Polymarket Tweet Count Markets Guide

Last verified: 2026-07-17

Tweet-count markets turn public posting behavior into a countable prediction. They are measurable, but not always simple. The hard parts are the account definition, time zone, deleted posts, reposts, quote posts, and source used at settlement. This is educational market-structure research, not a recommendation to trade any outcome.

Quick definition

polymarket tweet count markets refers to Polymarket markets where traders price a specific future event in cents per $1 resolved share. A 40 cent Yes price is a market-implied 40% before spreads, depth, and execution frictions. The cleaner workflow is rule first, source second, price third.

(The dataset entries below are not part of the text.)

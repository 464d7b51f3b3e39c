//! Token bucket for a single origin

use crate::LimiterError;
use governor::clock::{Clock, DefaultClock};
use governor::{DefaultDirectRateLimiter, Quota, RateLimiter};
use groundtruth_domain::RateBudget;
use std::num::NonZeroU32;
use std::sync::atomic::{AtomicU64, Ordering};
use std::time::Duration;
use tokio::time::Instant;

/// Proof that a token was taken from the bucket
///
/// Tokens are consumed on acquire; there is nothing to release.
#[derive(Debug, Clone, Copy, PartialEq, Eq)]
pub struct Permit {
    waited: Duration,
}

impl Permit {
    /// Time spent waiting for the token
    pub fn waited(&self) -> Duration {
        self.waited
    }
}

/// Snapshot of one origin's limiter counters
#[derive(Debug, Clone, Copy, Default, PartialEq, Eq)]
pub struct LimiterStats {
    /// Permits handed out
    pub granted: u64,
    /// Permits that needed a bounded wait first
    pub waited: u64,
    /// Acquisitions that failed fast
    pub throttled: u64,
}

/// Token-bucket limiter bound to one external origin
///
/// State is owned by the governor limiter and mutated only through
/// [`acquire`](Self::acquire).
pub struct OriginLimiter {
    origin: String,
    budget: RateBudget,
    max_wait: Duration,
    limiter: DefaultDirectRateLimiter,
    clock: DefaultClock,
    granted: AtomicU64,
    waited: AtomicU64,
    throttled: AtomicU64,
}

impl OriginLimiter {
    /// Create a limiter for `origin` from its declared budget
    ///
    /// The bucket holds `budget.capacity` tokens and refills one token every
    /// `budget.refill_interval()`.
    pub fn new(
        origin: impl Into<String>,
        budget: RateBudget,
        max_wait: Duration,
    ) -> Result<Self, LimiterError> {
        let origin = origin.into();
        let capacity = NonZeroU32::new(budget.capacity).ok_or_else(|| LimiterError::InvalidBudget {
            origin: origin.clone(),
            reason: "capacity must be greater than 0".to_string(),
        })?;
        let quota = Quota::with_period(budget.refill_interval())
            .ok_or_else(|| LimiterError::InvalidBudget {
                origin: origin.clone(),
                reason: "refill interval must be non-zero".to_string(),
            })?
            .allow_burst(capacity);

        tracing::debug!(
            origin = %origin,
            capacity = budget.capacity,
            per = ?budget.per,
            "Rate limiter created"
        );

        Ok(Self {
            origin,
            budget,
            max_wait,
            limiter: RateLimiter::direct(quota),
            clock: DefaultClock::default(),
            granted: AtomicU64::new(0),
            waited: AtomicU64::new(0),
            throttled: AtomicU64::new(0),
        })
    }

    /// Origin this limiter guards
    pub fn origin(&self) -> &str {
        &self.origin
    }

    /// Declared budget
    pub fn budget(&self) -> RateBudget {
        self.budget
    }

    /// Bounded queue timeout
    pub fn max_wait(&self) -> Duration {
        self.max_wait
    }

    /// Take a token, waiting at most [`max_wait`](Self::max_wait)
    ///
    /// # Errors
    ///
    /// Returns [`LimiterError::Throttled`] when the next token is further away
    /// than the remaining wait budget. No token is consumed in that case.
    pub async fn acquire(&self) -> Result<Permit, LimiterError> {
        let start = Instant::now();
        let mut slept = false;

        loop {
            let not_until = match self.limiter.check() {
                Ok(()) => {
                    self.granted.fetch_add(1, Ordering::Relaxed);
                    let waited = if slept {
                        self.waited.fetch_add(1, Ordering::Relaxed);
                        start.elapsed()
                    } else {
                        Duration::ZERO
                    };
                    return Ok(Permit { waited });
                }
                Err(not_until) => not_until,
            };

            let retry_after = not_until.wait_time_from(self.clock.now());
            let elapsed = start.elapsed();
            if elapsed + retry_after > self.max_wait {
                self.throttled.fetch_add(1, Ordering::Relaxed);
                tracing::warn!(
                    origin = %self.origin,
                    retry_after_ms = retry_after.as_millis() as u64,
                    "Origin throttled"
                );
                return Err(LimiterError::Throttled {
                    origin: self.origin.clone(),
                    retry_after,
                });
            }

            tracing::debug!(
                origin = %self.origin,
                wait_ms = retry_after.as_millis() as u64,
                "Waiting for rate limit token"
            );
            tokio::time::sleep(retry_after).await;
            slept = true;
        }
    }

    /// Counter snapshot
    pub fn stats(&self) -> LimiterStats {
        LimiterStats {
            granted: self.granted.load(Ordering::Relaxed),
            waited: self.waited.load(Ordering::Relaxed),
            throttled: self.throttled.load(Ordering::Relaxed),
        }
    }
}

impl std::fmt::Debug for OriginLimiter {
    fn fmt(&self, f: &mut std::fmt::Formatter<'_>) -> std::fmt::Result {
        f.debug_struct("OriginLimiter")
            .field("origin", &self.origin)
            .field("budget", &self.budget)
            .field("max_wait", &self.max_wait)
            .field("stats", &self.stats())
            .finish()
    }
}

#[cfg(test)]
mod tests {
    use super::*;

    #[test]
    fn test_zero_capacity_rejected() {
        let err = OriginLimiter::new("x", RateBudget::per_second(0), Duration::ZERO).unwrap_err();
        assert!(matches!(err, LimiterError::InvalidBudget { .. }));
    }

    #[test]
    fn test_zero_period_rejected() {
        let budget = RateBudget::new(5, Duration::ZERO);
        assert!(OriginLimiter::new("x", budget, Duration::ZERO).is_err());
    }

    #[tokio::test]
    async fn test_burst_then_throttle() {
        let limiter =
            OriginLimiter::new("edgar", RateBudget::per_minute(3), Duration::from_millis(10)).unwrap();

        for _ in 0..3 {
            let permit = limiter.acquire().await.unwrap();
            assert!(permit.waited().is_zero());
        }

        let err = limiter.acquire().await.unwrap_err();
        match err {
            LimiterError::Throttled { origin, retry_after } => {
                assert_eq!(origin, "edgar");
                assert!(retry_after > Duration::from_secs(1));
            }
            other => panic!("expected Throttled, got {other:?}"),
        }

        let stats = limiter.stats();
        assert_eq!(stats.granted, 3);
        assert_eq!(stats.throttled, 1);
        assert_eq!(stats.waited, 0);
    }

    #[tokio::test]
    async fn test_bounded_wait_succeeds() {
        // 1 token per 20ms, caller allowed to wait 200ms
        let budget = RateBudget::new(1, Duration::from_millis(20));
        let limiter = OriginLimiter::new("quotes", budget, Duration::from_millis(200)).unwrap();

        limiter.acquire().await.unwrap();
        let permit = limiter.acquire().await.unwrap();
        assert!(!permit.waited().is_zero());

        let stats = limiter.stats();
        assert_eq!(stats.granted, 2);
        assert_eq!(stats.waited, 1);
        assert_eq!(stats.throttled, 0);
    }
}
//! Verify tool - check numeric claims in free text against Tier1 facts

use super::{required, ToolContext};
use crate::claims::ExtractedClaim;
use crate::envelope::{engine_failure, Envelope, MetricAnswer};
use crate::McpError;
use groundtruth_domain::{MetricRequest, ResolutionTrace, Tier, TierBounds};
use serde::{Deserialize, Serialize};
use tokio_util::sync::CancellationToken;

/// Parameters for claim verification
#[derive(Debug, Deserialize)]
pub struct VerifyParams {
    /// Entity the text is about
    pub identifier: String,
    /// Free text containing the claims
    pub text: String,
    /// Period for claims that do not name one
    #[serde(default)]
    pub period: Option<String>,
    /// Relative tolerance in percent (server default otherwise)
    #[serde(default)]
    pub tolerance_pct: Option<f64>,
    /// Attach the resolution trace
    #[serde(default)]
    pub include_trace: bool,
}

/// Verdict for one claim, or for the whole text
#[derive(Debug, Clone, Copy, PartialEq, Eq, Serialize, Deserialize)]
pub enum ClaimStatus {
    /// Claimed value agrees with the Tier1 fact within tolerance
    Verified,
    /// Claimed value disagrees with the Tier1 fact
    Discrepancy,
    /// No checkable claim, or no Tier1 fact to check against
    Unverifiable,
}

/// Result of checking one claim
#[derive(Debug, Clone, Serialize)]
pub struct ClaimCheck {
    /// The claim as extracted
    pub claim: ExtractedClaim,
    /// Verdict
    pub status: ClaimStatus,
    /// Value stated in the text
    pub claimed_value: f64,
    /// Tier1 value it was checked against
    pub resolved_value: Option<f64>,
    /// claimed − resolved
    pub delta: Option<f64>,
    /// Delta relative to the resolved value, in percent
    pub delta_pct: Option<f64>,
    /// The Tier1 answer
    pub resolved: Option<MetricAnswer>,
    /// Why the claim could not be verified
    #[serde(skip_serializing_if = "Option::is_none")]
    pub reason: Option<String>,
}

impl ClaimCheck {
    fn unverifiable(claim: ExtractedClaim, resolved: Option<MetricAnswer>, reason: impl Into<String>) -> Self {
        Self {
            claimed_value: claim.value,
            claim,
            status: ClaimStatus::Unverifiable,
            resolved_value: resolved.as_ref().and_then(MetricAnswer::amount),
            delta: None,
            delta_pct: None,
            resolved,
            reason: Some(reason.into()),
        }
    }
}

/// Verification of a whole text
#[derive(Debug, Clone, Serialize)]
pub struct VerificationResult {
    /// Overall verdict
    pub status: ClaimStatus,
    /// Tolerance applied, in percent
    pub tolerance_pct: f64,
    /// One check per extracted claim, in order of appearance
    pub claims: Vec<ClaimCheck>,
}

impl VerificationResult {
    /// Overall verdict: any discrepancy wins, then any unverifiable claim
    /// (or no claims at all), else verified
    pub fn overall(claims: &[ClaimCheck]) -> ClaimStatus {
        if claims.iter().any(|c| c.status == ClaimStatus::Discrepancy) {
            ClaimStatus::Discrepancy
        } else if claims.is_empty() || claims.iter().any(|c| c.status == ClaimStatus::Unverifiable) {
            ClaimStatus::Unverifiable
        } else {
            ClaimStatus::Verified
        }
    }
}

/// Compare a claimed value with a resolved one
///
/// Returns the verdict, the absolute delta and the delta in percent of the
/// resolved value. A resolved value of zero only verifies an exact zero.
pub fn compare(claimed: f64, resolved: f64, tolerance_pct: f64) -> (ClaimStatus, f64, Option<f64>) {
    let delta = claimed - resolved;
    if resolved == 0.0 {
        let status = if claimed == 0.0 {
            ClaimStatus::Verified
        } else {
            ClaimStatus::Discrepancy
        };
        return (status, delta, None);
    }

    let delta_pct = delta / resolved.abs() * 100.0;
    let status = if delta_pct.abs() <= tolerance_pct {
        ClaimStatus::Verified
    } else {
        ClaimStatus::Discrepancy
    };
    (status, delta, Some(delta_pct))
}

fn check(claim: ExtractedClaim, answer: Option<MetricAnswer>, tolerance_pct: f64) -> ClaimCheck {
    let Some(answer) = answer else {
        let reason = format!("No Tier1 source has {}", claim.metric);
        return ClaimCheck::unverifiable(claim, None, reason);
    };
    if answer.below_threshold {
        return ClaimCheck::unverifiable(claim, Some(answer), "Tier1 value is below the confidence threshold");
    }
    let Some(resolved) = answer.amount() else {
        return ClaimCheck::unverifiable(claim, Some(answer), "Tier1 value is not numeric");
    };
    if let (Some(claimed_unit), Some(resolved_unit)) = (claim.unit.as_deref(), answer.metric.value.unit()) {
        if !claimed_unit.eq_ignore_ascii_case(resolved_unit) {
            let reason = format!("claim is in {claimed_unit}, Tier1 value is in {resolved_unit}");
            return ClaimCheck::unverifiable(claim, Some(answer), reason);
        }
    }

    let (status, delta, delta_pct) = compare(claim.value, resolved, tolerance_pct);
    ClaimCheck {
        claimed_value: claim.value,
        claim,
        status,
        resolved_value: Some(resolved),
        delta: Some(delta),
        delta_pct,
        resolved: Some(answer),
        reason: None,
    }
}

/// Handle groundtruth_verify_claim tool invocation
///
/// Every claim is checked against a Tier1-only resolution; nothing below
/// Tier1 is used to confirm or refute a claim.
pub async fn handle_verify(
    ctx: &ToolContext,
    params: VerifyParams,
    cancel: &CancellationToken,
) -> Result<Envelope<VerificationResult>, McpError> {
    let identifier = required("identifier", &params.identifier)?;
    let tolerance_pct = params.tolerance_pct.unwrap_or(ctx.verification().tolerance_pct);
    if !tolerance_pct.is_finite() || tolerance_pct < 0.0 {
        return Err(McpError::InvalidRequest(format!(
            "tolerance_pct must be a non-negative number, got {tolerance_pct}"
        )));
    }

    let mut trace = ResolutionTrace::new();
    let mut checks = Vec::new();
    for mut claim in ctx.extractor().extract(&params.text) {
        if claim.period.is_none() {
            claim.period = params.period.clone();
        }

        let mut request = MetricRequest::new(identifier, claim.metric.as_str())
            .with_bounds(TierBounds::only(Tier::Tier1));
        if let Some(period) = &claim.period {
            request = request.for_period(period.as_str());
        }

        let resolution = match ctx.engine().resolve(request, cancel).await {
            Ok(resolution) => resolution,
            Err(err) => return Ok(engine_failure(err)?.traced(trace, params.include_trace)),
        };
        let (answer, claim_trace) = MetricAnswer::from_resolution(resolution);
        trace.merge(claim_trace);

        let checked = check(claim, answer, tolerance_pct);
        tracing::debug!(
            metric = %checked.claim.metric,
            status = ?checked.status,
            delta_pct = ?checked.delta_pct,
            "Claim checked"
        );
        checks.push(checked);
    }

    let result = VerificationResult {
        status: VerificationResult::overall(&checks),
        tolerance_pct,
        claims: checks,
    };
    tracing::info!(
        identifier = %identifier,
        claims = result.claims.len(),
        status = ?result.status,
        "Claims verified"
    );
    Ok(Envelope::ok(result).traced(trace, params.include_trace))
}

What the market is measuring

A tweet-count market asks how many qualifying posts a specified account will publish during a stated window. Some markets use ranges. Some use over/under thresholds. The most important work is defining what counts before tracking the number.

Rule details to verify

Check whether replies, reposts, quote posts, deleted posts, scheduled posts, and time-zone boundaries count. If the market references X/Twitter directly, save the account URL and timestamps. If it references a third-party counter, note that source too.

Range market math

Suppose ranges are 0-4, 5-9, 10-14, and 15+. The prices across outcomes should be read as a distribution, not four separate opinions. If the 10-14 range trades at 41 cents, the market is concentrating probability there, but adjacent ranges still matter because one late post can jump the outcome.

Common mistakes

Do not rely only on screenshots. Do not ignore time zones. Do not count reposts unless the rules include them. Do not assume a deleted post disappears from settlement. Do not treat parody accounts, translations, or mirror accounts as the named account.

Bucko workflow

Use Bucko to keep a count log: timestamp, source URL, count, rule interpretation, and final settlement evidence. This turns a noisy social market into a repeatable review process.

Review checklist

  • Write the account handle exactly.
  • Write the start and end time with time zone.
  • Define replies, reposts, quote posts, and deleted posts.
  • Save source links at multiple timestamps.
  • Use ranges as a probability distribution, not isolated picks.

Internal links

Sources and last-verified notes

Frequently Asked Questions

Are tweet-count markets about opinions?
The best versions are about countable public actions, not whether a post is good or bad. The rules still need to define what counts.
What is the biggest risk in tweet-count markets?
Ambiguous counting rules. Time zones, deleted posts, reposts, and account identity can all create settlement confusion.
Should Bucko users track every social post manually?
No. A practical workflow is periodic snapshots plus a final source log. Bucko is useful for organizing the evidence and review notes.